Que signifie « éradiquer » un discours hétérodoxe ? Cela signifie peut-être neutraliser le bruit pénible de certains idiots, c’est exact. Mais c’est aussi éliminer les propositions qui semblent absurdes aujourd’hui mais pourraient s’avérer être les bonnes idées de demain. Qui aurait entendu Keynes il y a un peu moins d’un siècle avec ce genre d’attitude ? Qui aurait envisagé avec un minimum de sérieux la question du revenu de base, il y a vingt cinq ans ? N’est-il pas utile pour l’analyse économique d’avoir dans son histoire des auteurs comme Kalecki ou Minsky ? Quelle place auraient leurs enfants spirituels dans un monde débarrassé des « négationnistes de l’économie » ? Lorsque les auteurs s’indignent du contenu d’Alternatives économiques et de l’influence néfaste qu’ils ont sur les gentils enseignants d’économie au lycée, abusés par ces discours et abusant, par ricochet, nos aimables têtes blondes, ce sont les arguments du patronat lobbyiste que les auteurs suivent. Arguments qui rangent les enseignants en question au rang de pantins pétris d’idéologie marxiste et n’ont qu’une vocation, par ailleurs, imposer une vision qui serait tout aussi stérile car, si l’on suit le raisonnement du livre, inspirée par une démarche pro-business à déconseiller (souvenez-vous… les méchants du chapitre 2). De manière générale, cette polémique, qui dure depuis des années, réunit une bande d’abrutis notoires. Il est regrettable que les auteurs la reprennent à leur compte. Tout ceci étant dit par quelqu’un qui regrette une certaine époque d’Alternatives économiques où la distinction entre pédagogie et prises de position était plus nette (ajoutons qu’Alter éco+ renouent en partie avec cette tradition).

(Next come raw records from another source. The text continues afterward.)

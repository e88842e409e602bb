//! House Keeper image upload client.
//!
//! Uploads item and location photos to `POST /uploads/images`. The backend only
//! accepts image content types and answers with the stored file name plus a
//! server-relative URL; that URL resolves against the service root, not the API
//! prefix, so this client rewrites it to an absolute one before returning.

use std::path::Path;

use bytes::Bytes;
use house_keeper_auth::SessionStore;
use log::debug;
use reqwest::multipart::{Form, Part};
use reqwest::{Client, StatusCode};
use serde::Deserialize;
use thiserror::Error;
use tokio::fs::File;
use tokio::io::AsyncReadExt;

pub type Result<T> = std::result::Result<T, StorageError>;

#[derive(Error, Debug)]
pub enum StorageError {
    /// The file does not look like an image the backend would accept. Checked
    /// locally from the extension before any bytes go over the wire.
    #[error("Not an image file: {0}")]
    NotAnImage(String),

    #[error("Not signed in")]
    MissingSession,

    #[error("Session rejected by the backend")]
    Unauthorized,

    #[error("API error: {detail} (status {status})")]
    Api { status: StatusCode, detail: String },

    #[error("Network error: {0}")]
    Network(#[from] reqwest::Error),

    #[error("JSON error: {0}")]
    Json(#[from] serde_json::Error),

    #[error("IO error: {0}")]
    Io(#[from] std::io::Error),
}

/// Response of a successful image upload, with the URL already resolved to an
/// absolute one.
#[derive(Debug, Clone, Deserialize, PartialEq)]
pub struct UploadedImage {
    pub filename: String,
    pub url: String,
}

/// Client for the `/uploads` endpoints.
pub struct StorageClient {
    base_url: String,
    api_url: String,
    http_client: Client,
    store: SessionStore,
}

impl StorageClient {
    /// Create a new storage client. `base_url` is the service root (no API
    /// prefix); `api_prefix` is appended for the upload endpoint itself.
    pub fn new(base_url: &str, api_prefix: &str, http_client: Client, store: SessionStore) -> Self {
        let base_url = base_url.trim_end_matches('/').to_string();
        let api_url = format!("{}{}", base_url, api_prefix);
        Self {
            base_url,
            api_url,
            http_client,
            store,
        }
    }

    /// Upload an image from disk. The extension decides the content type; files
    /// that are not recognizable images are rejected without a request.
    pub async fn upload_image(&self, file_path: &Path) -> Result<UploadedImage> {
        let file_name = file_path
            .file_name()
            .map(|name| name.to_string_lossy().to_string())
            .ok_or_else(|| StorageError::NotAnImage(file_path.display().to_string()))?;

        let mut file = File::open(file_path).await?;
        let mut contents = Vec::new();
        file.read_to_end(&mut contents).await?;

        self.upload_image_bytes(&file_name, Bytes::from(contents))
            .await
    }

    /// Upload image bytes under a file name. The name's extension decides the
    /// content type.
    pub async fn upload_image_bytes(&self, file_name: &str, bytes: Bytes) -> Result<UploadedImage> {
        let content_type = image_content_type(file_name)
            .ok_or_else(|| StorageError::NotAnImage(file_name.to_string()))?;
        let token = self
            .store
            .access_token()
            .ok_or(StorageError::MissingSession)?;

        let url = format!("{}/uploads/images", self.api_url);
        debug!("POST {} ({}, {} bytes)", url, content_type, bytes.len());

        let part = Part::bytes(bytes.to_vec())
            .file_name(file_name.to_string())
            .mime_str(content_type)?;
        let form = Form::new().part("file", part);

        let response = self
            .http_client
            .post(&url)
            .bearer_auth(&token)
            .multipart(form)
            .send()
            .await?;

        if !response.status().is_success() {
            return Err(self.api_error(response).await);
        }

        let mut uploaded: UploadedImage = response.json().await?;
        uploaded.url = self.resolve_url(&uploaded.url);
        Ok(uploaded)
    }

    /// Turn a server-relative image URL into an absolute one. Absolute URLs pass
    /// through untouched.
    pub fn resolve_url(&self, url: &str) -> String {
        if url.starts_with("http://") || url.starts_with("https://") {
            url.to_string()
        } else {
            format!("{}{}", self.base_url, url)
        }
    }

    async fn api_error(&self, response: reqwest::Response) -> StorageError {
        let status = response.status();
        let detail = detail_from_body(&response.text().await.unwrap_or_default());
        match status {
            StatusCode::UNAUTHORIZED => {
                self.store.invalidate();
                StorageError::Unauthorized
            }
            _ => StorageError::Api { status, detail },
        }
    }
}

/// Content type for a file name with an image extension, or `None` when the
/// backend would refuse it anyway.
fn image_content_type(file_name: &str) -> Option<&'static str> {
    let extension = Path::new(file_name).extension()?.to_str()?.to_lowercase();
    match extension.as_str() {
        "jpg" | "jpeg" => Some("image/jpeg"),
        "png" => Some("image/png"),
        "gif" => Some("image/gif"),
        "webp" => Some("image/webp"),
        "bmp" => Some("image/bmp"),
        "svg" => Some("image/svg+xml"),
        _ => None,
    }
}

fn detail_from_body(text: &str) -> String {
    match serde_json::from_str::<serde_json::Value>(text) {
        Ok(value) => match value.get("detail") {
            Some(serde_json::Value::String(detail)) => detail.clone(),
            Some(other) => other.to_string(),
            None => text.to_string(),
        },
        Err(_) => text.to_string(),
    }
}

#[cfg(test)]
mod tests {
    use super::*;
    use house_keeper_auth::SessionStore;

    #[test]
    fn content_types_follow_the_extension() {
        assert_eq!(image_content_type("photo.JPG"), Some("image/jpeg"));
        assert_eq!(image_content_type("photo.png"), Some("image/png"));
        assert_eq!(image_content_type("notes.txt"), None);
        assert_eq!(image_content_type("no-extension"), None);
    }

    #[test]
    fn relative_urls_resolve_against_the_service_root() {
        let client = StorageClient::new(
            "http://localhost:8000/",
            "/api/v1",
            Client::new(),
            SessionStore::new(),
        );

        assert_eq!(
            client.resolve_url("/uploads/images/abc.png"),
            "http://localhost:8000/uploads/images/abc.png"
        );
        assert_eq!(
            client.resolve_url("https://cdn.example.com/abc.png"),
            "https://cdn.example.com/abc.png"
        );
    }
}
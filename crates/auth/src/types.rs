//! Account types exchanged with the `/auth` endpoints.

use chrono::{DateTime, Utc};
use serde::{Deserialize, Serialize};

/// A House Keeper account as returned by the backend.
#[derive(Debug, Clone, Serialize, Deserialize, PartialEq)]
pub struct User {
    pub id: i64,
    pub email: String,
    pub username: String,
    #[serde(default = "default_is_active")]
    pub is_active: bool,
    #[serde(default)]
    pub first_name: Option<String>,
    #[serde(default)]
    pub last_name: Option<String>,
    #[serde(default)]
    pub created_at: Option<DateTime<Utc>>,
    #[serde(default)]
    pub updated_at: Option<DateTime<Utc>>,
}

fn default_is_active() -> bool {
    true
}

/// Payload for registering a new account.
#[derive(Debug, Clone, Serialize)]
pub struct NewUser {
    pub email: String,
    pub username: String,
    pub password: String,
    pub first_name: String,
    pub last_name: String,
}

impl NewUser {
    pub fn new(
        email: &str,
        username: &str,
        password: &str,
        first_name: &str,
        last_name: &str,
    ) -> Self {
        Self {
            email: email.to_string(),
            username: username.to_string(),
            password: password.to_string(),
            first_name: first_name.to_string(),
            last_name: last_name.to_string(),
        }
    }
}

/// Profile fields accepted by `PUT /auth/me`. Unset fields are left unchanged.
#[derive(Debug, Clone, Default, Serialize)]
pub struct UserUpdate {
    #[serde(skip_serializing_if = "Option::is_none")]
    pub email: Option<String>,
    #[serde(skip_serializing_if = "Option::is_none")]
    pub username: Option<String>,
    #[serde(skip_serializing_if = "Option::is_none")]
    pub password: Option<String>,
    #[serde(skip_serializing_if = "Option::is_none")]
    pub first_name: Option<String>,
    #[serde(skip_serializing_if = "Option::is_none")]
    pub last_name: Option<String>,
}

impl UserUpdate {
    pub fn new() -> Self {
        Self::default()
    }

    pub fn with_email(mut self, email: &str) -> Self {
        self.email = Some(email.to_string());
        self
    }

    pub fn with_username(mut self, username: &str) -> Self {
        self.username = Some(username.to_string());
        self
    }

    pub fn with_password(mut self, password: &str) -> Self {
        self.password = Some(password.to_string());
        self
    }

    pub fn with_first_name(mut self, first_name: &str) -> Self {
        self.first_name = Some(first_name.to_string());
        self
    }

    pub fn with_last_name(mut self, last_name: &str) -> Self {
        self.last_name = Some(last_name.to_string());
        self
    }
}

/// Token payload returned by `POST /auth/login`.
#[derive(Debug, Clone, Deserialize)]
pub struct TokenResponse {
    pub access_token: String,
    pub token_type: String,
}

Paradoxalement, dans une logique schumpeterienne, chère à nos auteurs, les essais et erreurs de l’étérodoxie revendiquée peuvent s’avérer féconds. Et pour cela, on a besoin d’une science normale crédible, pas que les tenants de celle-ci éradiquent. La science normale peut mépriser, pas éradiquer. Les auteurs de cet ouvrage risquent de faire beaucoup de mal à la science normale et à ceux qui la respectent. Ceux qui s’engouffreront le plus dans la brèche qu’ils ont ouverte seront les pires de leurs « négationnistes ». Et, encore une fois, faute d’avoir analysé la demande actuelle du grand public, les auteurs passent à côté d’un fait important : cela va marcher. Pendant ce temps, les mainstream vont devoir justifier le fait qu’ils ne sont pas des gens fermés, pétris de certitudes intransigeantes sur l’état d’avancement de leur discipline, même s’ils refusent de voir dévalorisées les décennies de travail et de progrès de la recherche. La prochaine fois qu’ils échangeront avec un public ayant eu vent de cette controverse et n’étant pas acquis par avance à une approche mainstream, ils partiront d’encore plus bas que d’habitude, plombés par les outrances et exagérations de ce texte. La prochaine fois que j’écrirai un billet de blog citant un article de Cahuc, je n’ose pas imaginer les commentaires. Une belle externalité négative, ma foi.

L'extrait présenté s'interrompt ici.